Le psychiatre et psychanalyste visionnaire est mort à 90 ans.
DISPARITION
Cette personnalité exceptionnelle de la psychiatrie française avait 90 ans.
«Le dernier grand», comme le dit si fortement le docteur Paul Machto. Cette nuit, est mort Jean Oury, dans la clinique qu’il avait fondé, La Borde, près de Blois. Il avait 90 ans.
C’était la personnalité la plus exceptionnelle, encore vivante, de l’aventure de la psychothérapie institutionnelle, qui a façonné toute la psychiatrie française au lendemain de la Seconde Guerre mondiale.

En mêlant humanisme, attention clinique, et ouverture, dans la prise en charge de la folie, c’était une approche chaleureuse de la maladie où le patient restait avant tout une personne.

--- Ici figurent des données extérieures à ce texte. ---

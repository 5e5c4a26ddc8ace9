//! Tool definitions module.
//!
//! Each tool is defined in its own file. `builtin_registry` is the single
//! place the process registers tools; registration happens once at server
//! construction and the registry is read-only afterwards.

pub mod add;
pub mod analyze_url;
pub mod calculate;
pub mod firecrawl;
pub mod scrape_webpage;

pub use add::AddTool;
pub use analyze_url::AnalyzeUrlTool;
pub use calculate::CalculateTool;
pub use firecrawl::{FindProductUrlTool, PriceExtractTool};
pub use scrape_webpage::ScrapeWebpageTool;

use super::error::ToolError;
use super::registry::ToolRegistry;

/// Build a registry holding all builtin tools.
///
/// A duplicate name here is a programming error and surfaces at startup,
/// before any request is served.
pub fn builtin_registry() -> Result<ToolRegistry, ToolError> {
    let mut registry = ToolRegistry::new();
    registry.register(AddTool::definition())?;
    registry.register(CalculateTool::definition())?;
    registry.register(ScrapeWebpageTool::definition())?;
    registry.register(AnalyzeUrlTool::definition())?;
    registry.register(PriceExtractTool::definition())?;
    registry.register(FindProductUrlTool::definition())?;
    Ok(registry)
}

#[cfg(test)]
mod tests {
    use super::*;

    #[test]
    fn test_builtin_registry_builds() {
        let registry = builtin_registry().unwrap();
        assert_eq!(registry.len(), 6);
        for name in [
            "add",
            "calculate",
            "scrape_webpage",
            "analyze_url",
            "firecrawl_price_extract",
            "firecrawl_find_product_url",
        ] {
            assert!(registry.resolve(name).is_ok(), "missing builtin: {name}");
        }
    }
}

«Soigner les malades sans soigner l’hôpital, c’est de la folie», disait Jean Oury.

En 1953, il fonda la clinique de La Borde, près de Blois, lieu unique de soins et d’attention. Et jusqu’au dernier jour, il était là, présent, à l’écoute des plus grandes douleurs.
ERIC FAVEREAU 16 MAI 2014 À 10:40


[Portrait de Jean Oury publié en juin 1998 dans Libération]

Jean Oury, fou de fous

Jean Oury, 74 ans, psychiatre, n’a jamais cessé, de Saint-Alban à La Borde, de vouloir soigner l’hôpital pour soigner les malades.

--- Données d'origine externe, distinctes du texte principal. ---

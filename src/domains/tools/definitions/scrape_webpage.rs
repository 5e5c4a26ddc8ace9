//! Web scraping tool.
//!
//! Fetches a page with a configurable user agent and reports either the
//! raw HTML or a plain-text rendition (scripts, styles, and tags stripped,
//! whitespace collapsed). All network and HTTP failures are converted to
//! failure text inside the handler; nothing here raises past its boundary.

use std::sync::{Arc, LazyLock};
use std::time::Duration;

use futures::FutureExt;
use regex::Regex;
use reqwest::header::USER_AGENT;
use serde::Deserialize;
use serde_json::json;
use tracing::info;

use super::super::outcome::ToolOutcome;
use super::super::registry::{ToolDefinition, parse_args};
use super::super::schema::{FieldKind, InputSchema};

const DEFAULT_USER_AGENT: &str = "Mozilla/5.0 (compatible; MCP-Scraper/1.0)";
const REQUEST_TIMEOUT: Duration = Duration::from_secs(30);

static SCRIPT_RE: LazyLock<Regex> =
    LazyLock::new(|| Regex::new(r"(?is)<script[^>]*>.*?</script>").expect("valid regex"));
static STYLE_RE: LazyLock<Regex> =
    LazyLock::new(|| Regex::new(r"(?is)<style[^>]*>.*?</style>").expect("valid regex"));
static TAG_RE: LazyLock<Regex> = LazyLock::new(|| Regex::new(r"<[^>]*>").expect("valid regex"));
static WHITESPACE_RE: LazyLock<Regex> = LazyLock::new(|| Regex::new(r"\s+").expect("valid regex"));

/// Parameters for the scrape tool.
#[derive(Debug, Clone, Deserialize)]
pub struct ScrapeParams {
    pub url: String,

    /// Accepted for caller compatibility; currently unused.
    #[serde(default)]
    pub selector: Option<String>,

    #[serde(default = "default_extract_text")]
    pub extract_text: bool,

    #[serde(default = "default_user_agent")]
    pub user_agent: String,
}

fn default_extract_text() -> bool {
    true
}

fn default_user_agent() -> String {
    DEFAULT_USER_AGENT.to_string()
}

pub struct ScrapeWebpageTool;

impl ScrapeWebpageTool {
    pub const NAME: &'static str = "scrape_webpage";

    pub const DESCRIPTION: &'static str =
        "Fetch a webpage and return its content as plain text (default) or raw HTML";

    pub fn schema() -> InputSchema {
        InputSchema::new()
            .required("url", FieldKind::String)
            .optional("selector", FieldKind::String)
            .optional_with_default("extract_text", FieldKind::Boolean, json!(true))
            .optional_with_default("user_agent", FieldKind::String, json!(DEFAULT_USER_AGENT))
    }

    pub fn definition() -> ToolDefinition {
        ToolDefinition::new(
            Self::NAME,
            Self::DESCRIPTION,
            Self::schema(),
            Arc::new(|args, _ctx| {
                async move {
                    let params: ScrapeParams = parse_args(args)?;
                    Ok(Self::execute(&params).await)
                }
                .boxed()
            }),
        )
    }

    async fn execute(params: &ScrapeParams) -> ToolOutcome {
        info!("Scraping {}", params.url);

        let client = match reqwest::Client::builder().timeout(REQUEST_TIMEOUT).build() {
            Ok(client) => client,
            Err(e) => return scrape_error(&params.url, &e),
        };

        let response = match client
            .get(&params.url)
            .header(USER_AGENT, &params.user_agent)
            .send()
            .await
        {
            Ok(response) => response,
            Err(e) => return scrape_error(&params.url, &e),
        };

        let status = response.status();
        if !status.is_success() {
            return ToolOutcome::failed(format!(
                "HTTP Error: {} {}",
                status.as_u16(),
                status.canonical_reason().unwrap_or("")
            ));
        }

        let html = match response.text().await {
            Ok(html) => html,
            Err(e) => return scrape_error(&params.url, &e),
        };

        if params.extract_text {
            ToolOutcome::text(text_report(&params.url, &strip_html(&html)))
        } else {
            ToolOutcome::text(html_report(&params.url, &html))
        }
    }
}

fn text_report(url: &str, text: &str) -> String {
    format!(
        "URL: {}\nLength: {} characters\n\nContent:\n{}",
        url,
        text.chars().count(),
        text
    )
}

fn html_report(url: &str, html: &str) -> String {
    format!(
        "URL: {}\nHTML Length: {} characters\n\nHTML:\n{}",
        url,
        html.chars().count(),
        html
    )
}

fn scrape_error(url: &str, error: &dyn std::fmt::Display) -> ToolOutcome {
    ToolOutcome::failed(format!("Error scraping {}: {}", url, error))
}

/// Simple HTML to text conversion: drop script and style blocks, strip
/// the remaining tags, collapse whitespace.
fn strip_html(html: &str) -> String {
    let without_scripts = SCRIPT_RE.replace_all(html, "");
    let without_styles = STYLE_RE.replace_all(&without_scripts, "");
    let without_tags = TAG_RE.replace_all(&without_styles, " ");
    WHITESPACE_RE.replace_all(&without_tags, " ").trim().to_string()
}

#[cfg(test)]
mod tests {
    use super::*;

    #[test]
    fn test_strip_html_removes_scripts_and_styles() {
        let html = r#"<html><head><style>body { color: red; }</style>
            <script type="text/javascript">alert("hi");</script></head>
            <body><p>Hello <b>world</b></p></body></html>"#;
        assert_eq!(strip_html(html), "Hello world");
    }

    #[test]
    fn test_strip_html_case_insensitive_blocks() {
        let html = "<SCRIPT>var x = 1;</SCRIPT><p>kept</p>";
        assert_eq!(strip_html(html), "kept");
    }

    #[test]
    fn test_strip_html_collapses_whitespace() {
        let html = "<div>one</div>\n\n   <div>two\tthree</div>";
        assert_eq!(strip_html(html), "one two three");
    }

    #[test]
    fn test_reports_count_characters_not_bytes() {
        // "héllo wörld" is 11 characters but 13 bytes in UTF-8
        let report = text_report("https://example.com", "héllo wörld");
        assert!(report.contains("Length: 11 characters"));

        let report = html_report("https://example.com", "<p>héllo</p>");
        assert!(report.contains("HTML Length: 12 characters"));
    }

    #[test]
    fn test_params_defaults() {
        let params: ScrapeParams =
            serde_json::from_str(r#"{"url": "https://example.com"}"#).unwrap();
        assert!(params.extract_text);
        assert_eq!(params.user_agent, DEFAULT_USER_AGENT);
        assert!(params.selector.is_none());
    }
}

«Qu’est-ce que je fous là?» se demande le psychiatre Jean Oury. Comme chaque année, il est revenu à l’hôpital de Saint-Alban, la Mecque de la psychothérapie institutionnelle, mais, ce jour-là, c’est pour un adieu. Dans cette ancienne forteresse perdue en Lozère, pendant la Seconde Guerre mondiale , un petit groupe de psychiatres avait cassé les fenêtres de l’asile. Peu à peu s’était construite la plus formidable des aventures de la psychiatrie d’après-guerre, sur le principe que «soigner les gens sans soigner l’hôpital, c’est de l’imposture». A Saint-Alban on travaillait, on discutait sans fin, avec Eluard qui passait, Tristan Tzara aussi, ou encore le philosophe Canguilhem et, bien sûr, le maître des lieux, François Tosquelles, médecin réfugié de la guerre d’Espagne. «Oui, quoi? Qu’est-ce que je fous là? Saint-Alban, c’est foutu».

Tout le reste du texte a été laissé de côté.